Try it: Where in the material does the word "outside" appear? Copy each line that has it.

Material provided:

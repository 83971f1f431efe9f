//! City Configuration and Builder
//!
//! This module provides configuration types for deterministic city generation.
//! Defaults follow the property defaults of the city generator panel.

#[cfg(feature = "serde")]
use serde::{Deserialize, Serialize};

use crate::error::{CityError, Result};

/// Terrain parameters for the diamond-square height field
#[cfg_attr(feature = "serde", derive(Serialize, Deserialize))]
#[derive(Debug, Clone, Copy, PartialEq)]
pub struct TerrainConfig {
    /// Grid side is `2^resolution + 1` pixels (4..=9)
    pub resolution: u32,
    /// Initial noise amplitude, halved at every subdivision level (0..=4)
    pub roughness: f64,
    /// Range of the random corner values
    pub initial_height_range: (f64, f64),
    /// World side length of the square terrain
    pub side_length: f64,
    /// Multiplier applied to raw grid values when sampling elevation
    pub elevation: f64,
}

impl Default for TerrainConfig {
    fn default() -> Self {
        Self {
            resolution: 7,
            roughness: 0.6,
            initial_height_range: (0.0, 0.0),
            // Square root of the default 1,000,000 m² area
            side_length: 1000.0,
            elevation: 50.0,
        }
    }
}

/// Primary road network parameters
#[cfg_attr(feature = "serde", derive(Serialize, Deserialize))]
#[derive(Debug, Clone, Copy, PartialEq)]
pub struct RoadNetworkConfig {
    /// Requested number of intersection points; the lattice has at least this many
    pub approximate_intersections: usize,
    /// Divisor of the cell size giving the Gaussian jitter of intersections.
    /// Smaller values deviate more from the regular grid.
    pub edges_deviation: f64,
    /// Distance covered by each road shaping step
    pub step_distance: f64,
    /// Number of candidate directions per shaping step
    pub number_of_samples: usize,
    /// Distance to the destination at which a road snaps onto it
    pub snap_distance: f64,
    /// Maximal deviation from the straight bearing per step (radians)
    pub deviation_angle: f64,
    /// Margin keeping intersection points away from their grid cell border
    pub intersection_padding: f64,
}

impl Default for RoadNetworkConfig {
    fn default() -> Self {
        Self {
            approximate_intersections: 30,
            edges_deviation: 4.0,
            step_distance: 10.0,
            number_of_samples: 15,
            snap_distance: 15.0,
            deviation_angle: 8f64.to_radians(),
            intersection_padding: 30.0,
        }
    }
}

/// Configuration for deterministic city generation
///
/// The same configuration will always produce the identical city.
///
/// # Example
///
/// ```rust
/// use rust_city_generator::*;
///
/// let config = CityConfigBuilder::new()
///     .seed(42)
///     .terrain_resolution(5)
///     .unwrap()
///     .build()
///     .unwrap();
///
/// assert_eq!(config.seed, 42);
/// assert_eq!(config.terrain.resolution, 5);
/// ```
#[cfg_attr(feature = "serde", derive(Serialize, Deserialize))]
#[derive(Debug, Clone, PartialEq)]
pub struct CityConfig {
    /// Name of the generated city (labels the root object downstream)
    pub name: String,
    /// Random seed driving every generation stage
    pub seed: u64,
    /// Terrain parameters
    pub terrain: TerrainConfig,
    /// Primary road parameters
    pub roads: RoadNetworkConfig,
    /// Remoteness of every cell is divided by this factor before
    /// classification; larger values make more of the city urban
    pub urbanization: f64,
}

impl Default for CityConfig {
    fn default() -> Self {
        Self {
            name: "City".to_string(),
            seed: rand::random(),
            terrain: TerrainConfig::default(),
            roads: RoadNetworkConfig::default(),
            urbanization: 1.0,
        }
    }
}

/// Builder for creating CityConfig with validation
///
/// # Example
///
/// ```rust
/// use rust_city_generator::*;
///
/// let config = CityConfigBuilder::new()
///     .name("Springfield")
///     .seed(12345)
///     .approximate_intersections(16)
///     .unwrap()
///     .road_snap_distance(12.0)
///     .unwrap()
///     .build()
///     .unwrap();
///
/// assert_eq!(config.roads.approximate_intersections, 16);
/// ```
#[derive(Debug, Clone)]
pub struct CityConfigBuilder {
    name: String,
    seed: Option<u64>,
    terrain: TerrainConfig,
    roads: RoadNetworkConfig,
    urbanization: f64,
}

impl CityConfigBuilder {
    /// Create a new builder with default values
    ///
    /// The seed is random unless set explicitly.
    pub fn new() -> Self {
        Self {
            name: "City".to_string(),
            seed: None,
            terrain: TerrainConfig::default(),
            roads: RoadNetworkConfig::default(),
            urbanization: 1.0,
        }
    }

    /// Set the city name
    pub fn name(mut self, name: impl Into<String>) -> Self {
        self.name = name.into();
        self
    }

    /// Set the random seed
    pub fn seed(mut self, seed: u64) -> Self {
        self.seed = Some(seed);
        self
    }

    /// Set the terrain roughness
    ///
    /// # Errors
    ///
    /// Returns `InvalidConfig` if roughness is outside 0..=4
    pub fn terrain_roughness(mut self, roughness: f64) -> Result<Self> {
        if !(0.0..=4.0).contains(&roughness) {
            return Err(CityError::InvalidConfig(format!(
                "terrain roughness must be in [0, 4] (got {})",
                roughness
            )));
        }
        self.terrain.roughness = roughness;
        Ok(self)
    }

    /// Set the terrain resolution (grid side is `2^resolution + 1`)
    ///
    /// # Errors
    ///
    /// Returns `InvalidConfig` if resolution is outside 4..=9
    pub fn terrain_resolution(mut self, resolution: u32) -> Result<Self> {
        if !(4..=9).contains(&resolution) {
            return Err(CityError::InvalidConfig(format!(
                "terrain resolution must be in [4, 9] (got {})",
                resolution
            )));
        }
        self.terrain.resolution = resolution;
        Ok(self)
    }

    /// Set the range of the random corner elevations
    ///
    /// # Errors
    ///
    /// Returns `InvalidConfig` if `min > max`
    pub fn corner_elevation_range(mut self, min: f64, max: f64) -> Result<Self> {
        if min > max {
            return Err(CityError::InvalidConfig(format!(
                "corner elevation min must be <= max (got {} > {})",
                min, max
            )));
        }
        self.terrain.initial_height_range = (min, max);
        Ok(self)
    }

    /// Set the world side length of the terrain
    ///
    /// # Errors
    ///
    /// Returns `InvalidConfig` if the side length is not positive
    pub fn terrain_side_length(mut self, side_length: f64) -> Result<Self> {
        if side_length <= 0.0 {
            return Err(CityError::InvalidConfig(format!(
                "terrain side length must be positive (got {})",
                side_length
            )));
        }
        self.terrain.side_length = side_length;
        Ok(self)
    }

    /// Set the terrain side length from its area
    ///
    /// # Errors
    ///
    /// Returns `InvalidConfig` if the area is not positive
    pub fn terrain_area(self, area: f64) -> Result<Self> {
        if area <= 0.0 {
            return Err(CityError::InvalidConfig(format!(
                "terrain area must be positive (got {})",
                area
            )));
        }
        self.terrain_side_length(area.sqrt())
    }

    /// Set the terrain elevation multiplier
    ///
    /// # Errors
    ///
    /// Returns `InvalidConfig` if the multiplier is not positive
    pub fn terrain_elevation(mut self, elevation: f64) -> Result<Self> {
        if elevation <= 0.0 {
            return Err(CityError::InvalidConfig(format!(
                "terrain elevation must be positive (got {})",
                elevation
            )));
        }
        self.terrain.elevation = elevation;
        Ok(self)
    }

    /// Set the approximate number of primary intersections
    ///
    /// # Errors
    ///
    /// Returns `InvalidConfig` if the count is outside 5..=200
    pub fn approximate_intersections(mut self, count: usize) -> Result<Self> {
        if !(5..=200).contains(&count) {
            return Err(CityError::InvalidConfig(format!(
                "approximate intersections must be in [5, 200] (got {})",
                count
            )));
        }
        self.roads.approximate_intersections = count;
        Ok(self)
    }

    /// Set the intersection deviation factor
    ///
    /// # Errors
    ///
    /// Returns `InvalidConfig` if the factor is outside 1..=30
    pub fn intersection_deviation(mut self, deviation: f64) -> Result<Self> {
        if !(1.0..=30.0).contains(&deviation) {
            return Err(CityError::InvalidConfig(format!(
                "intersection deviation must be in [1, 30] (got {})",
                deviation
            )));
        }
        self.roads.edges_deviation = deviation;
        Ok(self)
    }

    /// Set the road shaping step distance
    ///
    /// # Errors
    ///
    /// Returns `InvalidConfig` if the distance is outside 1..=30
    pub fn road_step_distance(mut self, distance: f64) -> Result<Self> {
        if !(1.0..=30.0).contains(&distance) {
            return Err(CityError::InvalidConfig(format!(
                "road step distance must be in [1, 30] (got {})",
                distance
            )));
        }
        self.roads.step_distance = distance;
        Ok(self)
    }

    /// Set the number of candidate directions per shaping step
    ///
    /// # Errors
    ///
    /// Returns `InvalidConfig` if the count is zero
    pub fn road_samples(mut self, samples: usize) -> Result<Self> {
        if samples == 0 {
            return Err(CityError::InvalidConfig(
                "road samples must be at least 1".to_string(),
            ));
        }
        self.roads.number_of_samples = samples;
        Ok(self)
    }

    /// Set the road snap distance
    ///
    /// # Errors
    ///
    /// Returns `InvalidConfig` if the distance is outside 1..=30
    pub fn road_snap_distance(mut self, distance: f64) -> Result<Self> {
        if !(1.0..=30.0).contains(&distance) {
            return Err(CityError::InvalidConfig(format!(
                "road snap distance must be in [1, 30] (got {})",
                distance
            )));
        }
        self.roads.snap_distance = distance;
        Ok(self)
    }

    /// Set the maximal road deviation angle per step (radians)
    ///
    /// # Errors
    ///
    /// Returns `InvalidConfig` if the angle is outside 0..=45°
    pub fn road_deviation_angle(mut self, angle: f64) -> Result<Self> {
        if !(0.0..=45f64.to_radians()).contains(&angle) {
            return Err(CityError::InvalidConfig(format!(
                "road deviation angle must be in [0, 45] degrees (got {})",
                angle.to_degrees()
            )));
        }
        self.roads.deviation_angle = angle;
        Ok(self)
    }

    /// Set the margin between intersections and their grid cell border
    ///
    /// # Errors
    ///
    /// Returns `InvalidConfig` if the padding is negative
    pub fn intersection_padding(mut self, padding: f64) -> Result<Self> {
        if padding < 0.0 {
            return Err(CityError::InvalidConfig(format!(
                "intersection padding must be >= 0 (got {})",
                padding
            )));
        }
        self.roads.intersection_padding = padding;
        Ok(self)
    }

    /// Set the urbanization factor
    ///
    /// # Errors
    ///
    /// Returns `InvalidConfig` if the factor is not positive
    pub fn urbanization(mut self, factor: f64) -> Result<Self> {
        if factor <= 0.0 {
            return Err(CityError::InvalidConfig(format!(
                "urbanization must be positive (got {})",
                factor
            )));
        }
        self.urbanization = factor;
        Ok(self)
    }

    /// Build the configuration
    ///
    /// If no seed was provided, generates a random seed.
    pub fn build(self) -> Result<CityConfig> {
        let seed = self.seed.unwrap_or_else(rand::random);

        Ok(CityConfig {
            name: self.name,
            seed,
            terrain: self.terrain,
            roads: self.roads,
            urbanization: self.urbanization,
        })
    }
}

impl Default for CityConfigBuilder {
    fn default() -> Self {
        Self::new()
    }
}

==

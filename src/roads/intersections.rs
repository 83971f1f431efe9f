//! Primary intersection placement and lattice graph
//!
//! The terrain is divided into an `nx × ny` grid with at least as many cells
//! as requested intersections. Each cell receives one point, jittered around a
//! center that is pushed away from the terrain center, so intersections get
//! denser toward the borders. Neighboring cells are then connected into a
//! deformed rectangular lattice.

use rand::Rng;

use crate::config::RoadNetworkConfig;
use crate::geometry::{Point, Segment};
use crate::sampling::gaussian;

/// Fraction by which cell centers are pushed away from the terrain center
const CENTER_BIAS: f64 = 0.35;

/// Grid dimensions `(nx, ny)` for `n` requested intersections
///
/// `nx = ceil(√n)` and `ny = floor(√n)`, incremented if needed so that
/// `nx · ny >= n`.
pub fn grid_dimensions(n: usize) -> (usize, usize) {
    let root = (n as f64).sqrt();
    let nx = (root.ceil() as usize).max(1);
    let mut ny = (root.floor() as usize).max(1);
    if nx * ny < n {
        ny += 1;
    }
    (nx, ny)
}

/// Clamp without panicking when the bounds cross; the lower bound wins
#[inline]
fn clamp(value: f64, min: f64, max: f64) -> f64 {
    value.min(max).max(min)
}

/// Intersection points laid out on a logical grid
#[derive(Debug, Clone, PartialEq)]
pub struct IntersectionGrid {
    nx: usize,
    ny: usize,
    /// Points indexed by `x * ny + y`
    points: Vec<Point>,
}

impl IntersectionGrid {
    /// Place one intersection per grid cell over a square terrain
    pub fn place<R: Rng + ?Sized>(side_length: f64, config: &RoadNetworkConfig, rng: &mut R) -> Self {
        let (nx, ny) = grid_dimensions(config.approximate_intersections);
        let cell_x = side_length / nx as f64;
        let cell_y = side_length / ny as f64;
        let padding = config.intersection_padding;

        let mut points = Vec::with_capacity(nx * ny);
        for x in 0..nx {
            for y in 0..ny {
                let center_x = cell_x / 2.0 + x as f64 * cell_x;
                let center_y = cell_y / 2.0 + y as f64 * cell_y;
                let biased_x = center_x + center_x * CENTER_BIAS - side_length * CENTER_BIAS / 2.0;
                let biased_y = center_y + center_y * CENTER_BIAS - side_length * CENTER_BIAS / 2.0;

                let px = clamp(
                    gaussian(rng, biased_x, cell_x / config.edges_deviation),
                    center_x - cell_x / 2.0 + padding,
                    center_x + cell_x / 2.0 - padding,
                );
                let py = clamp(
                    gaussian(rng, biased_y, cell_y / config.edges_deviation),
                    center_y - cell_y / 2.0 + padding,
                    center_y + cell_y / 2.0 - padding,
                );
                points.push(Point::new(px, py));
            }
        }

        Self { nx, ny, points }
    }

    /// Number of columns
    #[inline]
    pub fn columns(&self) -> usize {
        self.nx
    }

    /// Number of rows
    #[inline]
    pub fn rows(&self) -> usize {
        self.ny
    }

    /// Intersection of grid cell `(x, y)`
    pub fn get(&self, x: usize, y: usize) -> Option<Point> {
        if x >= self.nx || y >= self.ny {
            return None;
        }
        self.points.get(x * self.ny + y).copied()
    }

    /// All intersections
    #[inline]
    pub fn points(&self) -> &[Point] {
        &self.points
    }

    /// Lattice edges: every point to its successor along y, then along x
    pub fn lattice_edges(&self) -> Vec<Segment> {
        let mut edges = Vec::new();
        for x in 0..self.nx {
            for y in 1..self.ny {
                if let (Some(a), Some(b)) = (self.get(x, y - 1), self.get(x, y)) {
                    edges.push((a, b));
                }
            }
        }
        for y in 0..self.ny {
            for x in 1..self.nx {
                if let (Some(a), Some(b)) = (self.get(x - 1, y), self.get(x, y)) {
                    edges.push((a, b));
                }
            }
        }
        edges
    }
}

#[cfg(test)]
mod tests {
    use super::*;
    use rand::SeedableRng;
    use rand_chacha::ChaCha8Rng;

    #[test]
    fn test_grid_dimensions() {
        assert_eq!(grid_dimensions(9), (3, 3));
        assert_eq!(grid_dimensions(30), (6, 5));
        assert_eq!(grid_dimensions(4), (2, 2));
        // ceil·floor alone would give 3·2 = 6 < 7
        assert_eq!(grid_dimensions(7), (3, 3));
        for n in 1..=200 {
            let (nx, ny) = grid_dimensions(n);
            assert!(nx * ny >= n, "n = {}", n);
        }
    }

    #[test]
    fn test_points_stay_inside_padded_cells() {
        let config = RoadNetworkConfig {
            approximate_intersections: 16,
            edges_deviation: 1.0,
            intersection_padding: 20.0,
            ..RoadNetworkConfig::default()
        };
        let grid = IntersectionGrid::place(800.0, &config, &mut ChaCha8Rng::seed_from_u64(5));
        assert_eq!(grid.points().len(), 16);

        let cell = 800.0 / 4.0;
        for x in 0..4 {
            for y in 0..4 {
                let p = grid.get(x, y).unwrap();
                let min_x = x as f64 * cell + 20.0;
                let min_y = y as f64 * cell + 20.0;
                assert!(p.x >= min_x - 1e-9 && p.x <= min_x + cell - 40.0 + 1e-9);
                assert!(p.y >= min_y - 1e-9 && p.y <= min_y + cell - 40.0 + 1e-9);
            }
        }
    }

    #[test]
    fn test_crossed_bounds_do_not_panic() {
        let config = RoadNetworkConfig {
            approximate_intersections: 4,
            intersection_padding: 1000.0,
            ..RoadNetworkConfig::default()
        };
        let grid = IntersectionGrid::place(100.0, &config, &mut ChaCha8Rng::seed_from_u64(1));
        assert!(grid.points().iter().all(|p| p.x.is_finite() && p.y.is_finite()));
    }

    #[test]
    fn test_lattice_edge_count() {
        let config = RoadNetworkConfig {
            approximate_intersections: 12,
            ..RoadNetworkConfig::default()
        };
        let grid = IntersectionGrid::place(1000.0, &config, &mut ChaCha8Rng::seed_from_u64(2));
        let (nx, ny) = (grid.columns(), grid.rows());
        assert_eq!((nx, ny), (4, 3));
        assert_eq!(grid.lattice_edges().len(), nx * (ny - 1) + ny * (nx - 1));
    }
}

Task output:
    /// Returns `InvalidConfig` if roughness is outside 0..=4
    /// Returns `InvalidConfig` if resolution is outside 4..=9
    /// Returns `InvalidConfig` if the count is outside 5..=200
    /// Returns `InvalidConfig` if the factor is outside 1..=30
    /// Returns `InvalidConfig` if the distance is outside 1..=30
    /// Returns `InvalidConfig` if the distance is outside 1..=30
    /// Returns `InvalidConfig` if the angle is outside 0..=45°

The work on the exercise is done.